4. Last, Europe 2050 will be circular. It will be circular at different scales. Local where possible, but also European where beneficial. We will have dynamic places. We have implemented ways to make all of us thrive personally, without overstressing environmental resources. New allies emerge here from health disciplines, urging “to challenge society’s normal obsessions— efficiency, consumption, and growth” (The Lancet 2020).
What causes such an optimism in times when we see hate, fake news, and catastrophic scenarios on the rise in many places? Most of what I have said is already taking off! Much is on the way and can easily be taken up and accelerated by all of us! As an example, the Dutch government developed a timeline towards a circular economy in 2050 and the Dutch degrowth movement is growing. This spring, 174 scholars have signed a manifesto with proposals for planning in post-corona times, calling for a more sustainable and equal world. They ask to move away from pure GDP focus, to work on redistribution, regenerative agriculture, thoughtful consumption and travel and our global responsibility. No rocket scientist necessary to see that at least some of this engagement is inevitable. Personally, I have been engaged in the debate on post-growth and planning since 2016 and see so much inspiration in these discussions.
It is not an impossible way up, but moving along a ladder that lies ahead of us. We know the first steps already, but need to move further along. We need to be aware of institutional power and agency on the one side and individual psychological and mental constraints within us on the other side. We need to develop and enact roles in this ongoing transformation to sustainability.
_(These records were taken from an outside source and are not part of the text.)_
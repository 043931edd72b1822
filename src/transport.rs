use crate::error::Error;
use parking_lot::Mutex;
use std::sync::Arc;

/// Lifecycle and frame events emitted by a transport, in the order the
/// underlying socket produced them.
#[derive(Debug)]
pub enum TransportEvent {
    /// Handshake completed, the socket is open
    Opened,
    /// Peer initiated close
    Closing { code: u16, reason: String },
    /// Socket fully closed
    Closed { code: u16, reason: String },
    /// Socket failed (handshake error, I/O error, protocol error)
    Failed(Error),
    /// A text frame arrived
    Message(String),
}

/// Where a transport delivers its events. Events are funneled into the
/// multiplexer's single ordered queue; emitting never blocks.
#[derive(Clone)]
pub struct EventSink {
    emit: Arc<dyn Fn(TransportEvent) + Send + Sync>,
}

impl EventSink {
    pub(crate) fn new(emit: impl Fn(TransportEvent) + Send + Sync + 'static) -> Self {
        Self {
            emit: Arc::new(emit),
        }
    }

    /// Deliver a transport event
    pub fn emit(&self, event: TransportEvent) {
        (self.emit)(event);
    }
}

impl std::fmt::Debug for EventSink {
    fn fmt(&self, f: &mut std::fmt::Formatter<'_>) -> std::fmt::Result {
        f.write_str("EventSink")
    }
}

/// Handle to a live (or connecting) socket.
///
/// `send` is best-effort: it returns `true` if the frame was accepted for
/// transmission and `false` if the socket is already gone. It never blocks.
pub trait TransportHandle: Send + Sync + 'static {
    /// Queue a text frame for sending
    fn send(&self, text: String) -> bool;
    /// Initiate a close handshake
    fn close(&self, code: u16, reason: &str);
}

/// Opens physical WebSocket connections.
///
/// `connect` must not block: implementations start the handshake in the
/// background and report the outcome (`Opened` or `Failed`) through the sink.
/// The multiplexer never holds more than one handle at a time.
pub trait Transport: Send + Sync + 'static {
    /// The handle type produced by this transport
    type Handle: TransportHandle;

    /// Begin connecting and return a handle for outbound frames
    fn connect(&self, events: EventSink) -> Self::Handle;
}

/// Swappable cell for the single transport handle.
///
/// Only the multiplexer's driver task writes it; registry and router code
/// read it and must tolerate "no handle currently" as a valid state
/// (sends silently no-op and return false).
#[derive(Default)]
pub(crate) struct TransportCell {
    handle: Mutex<Option<Arc<dyn TransportHandle>>>,
}

impl TransportCell {
    pub fn new() -> Self {
        Self::default()
    }

    pub fn set(&self, handle: Arc<dyn TransportHandle>) {
        *self.handle.lock() = Some(handle);
    }

    pub fn release(&self) {
        *self.handle.lock() = None;
    }

    /// Best-effort send against the current handle, if any
    pub fn send(&self, text: String) -> bool {
        let guard = self.handle.lock();
        match guard.as_ref() {
            Some(handle) => handle.send(text),
            None => false,
        }
    }

    /// Close the current handle, if any
    pub fn close(&self, code: u16, reason: &str) {
        let guard = self.handle.lock();
        if let Some(handle) = guard.as_ref() {
            handle.close(code, reason);
        }
    }
}

#[cfg(test)]
mod tests {
    use super::*;

    struct RecordingHandle {
        sent: Mutex<Vec<String>>,
        accept: bool,
    }

    impl TransportHandle for RecordingHandle {
        fn send(&self, text: String) -> bool {
            self.sent.lock().push(text);
            self.accept
        }

        fn close(&self, _code: u16, _reason: &str) {}
    }

    #[test]
    fn test_cell_send_without_handle_is_noop() {
        let cell = TransportCell::new();
        assert!(!cell.send("frame".to_string()));
        cell.close(1000, "bye"); // must not panic
    }

    #[test]
    fn test_cell_send_with_handle() {
        let cell = TransportCell::new();
        let handle = Arc::new(RecordingHandle {
            sent: Mutex::new(Vec::new()),
            accept: true,
        });
        cell.set(handle.clone());

        assert!(cell.send("frame".to_string()));
        assert_eq!(handle.sent.lock().as_slice(), ["frame"]);

        cell.release();
        assert!(!cell.send("late".to_string()));
        assert_eq!(handle.sent.lock().len(), 1);
    }
}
My call for you is for “Conscious climbing instead of greedy growing!”. Take the four C’s – collective, caring, critical, circular – serious as major elements of the human factor in sustainability and a social understanding that acknowledges human needs, manoeuvring space for guiding a transformation and ecological boundaries to our activities. If we all start, we will have much lifetime left to enjoy ourselves, not to say about future generations.
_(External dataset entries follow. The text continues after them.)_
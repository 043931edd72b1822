//! Topic-based pub/sub multiplexing over a single shared WebSocket.
//!
//! Features:
//! - One shared socket for any number of topic subscriptions
//! - Per-request reference counting: one subscribe frame per distinct
//!   request, one unsubscribe frame when the last subscriber leaves
//! - Typed subscriptions with per-subscription payload decoders
//! - Automatic reconnection with linear backoff and re-subscription
//! - Observable connection state and counters
//!
//! # Example
//!
//! ```ignore
//! use ws_topic_mux::{
//!     RequestPair, SocketMultiplexer, SubscribeRequest, WsTransport, WsTransportConfig,
//! };
//!
//! #[derive(serde::Deserialize)]
//! struct ChatMessage {
//!     id: String,
//!     text: String,
//! }
//!
//! #[tokio::main]
//! async fn main() {
//!     let transport = WsTransport::new(WsTransportConfig::new("wss://example.com/socket"));
//!     let mux = SocketMultiplexer::new(transport);
//!     mux.connect();
//!
//!     let pair = RequestPair::symmetric(
//!         SubscribeRequest::new("chat").with_param("groupId", "G1"),
//!     );
//!     let mut messages = mux.subscribe_json::<ChatMessage>(&pair).await;
//!     while let Some(event) = messages.recv().await {
//!         if let Some(message) = event.payload {
//!             println!("{:?}: {}", event.change, message.text);
//!         }
//!     }
//! }
//! ```

mod config;
mod error;
mod manager;
mod message;
mod metrics;
mod reconnect;
mod registry;
mod router;
mod state;
mod subscription;
mod transport;
mod ws;

pub use config::{ConfigError, MuxConfig, MuxConfigBuilder, ReconnectConfig};
pub use error::Error;
pub use manager::SocketMultiplexer;
pub use message::{
    ChangeType, ParamValue, RequestPair, SubscribeRequest, TopicEvent, UnsubscribeRequest,
};
pub use metrics::{Metrics, MetricsSnapshot};
pub use state::ConnectionState;
pub use subscription::{ResponseDecoder, Subscription, SubscriptionNotNull};
pub use transport::{EventSink, Transport, TransportEvent, TransportHandle};
pub use ws::{WsHandle, WsTransport, WsTransportConfig};

pub type Result<T> = std::result::Result<T, Error>;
This blog post is based upon an earlier version written in September 2020. It deliberately puts forward a positive story here that aims to motivate, given the amount of environmental and social problems visible to us.
References
Lamker, C. W., Horlings, L. G., & Puerari, E. (2020). Communities and space – post-corona avenues for ‘new normals’ in planning research. Local Development & Society. Advance online publication. https://doi.org/10.1080/26883597.2020.1797440 (Commentary).
The Lancet (2020). No more normal. The Lancet, 396(10245), 143. https://doi.org/10.1016/S0140-6736(20)31591-9 (Editorial).
Raworth, K. (2018). Doughnut Economics: Seven Ways to Think Like a 21st-Century Economist. Random House UK.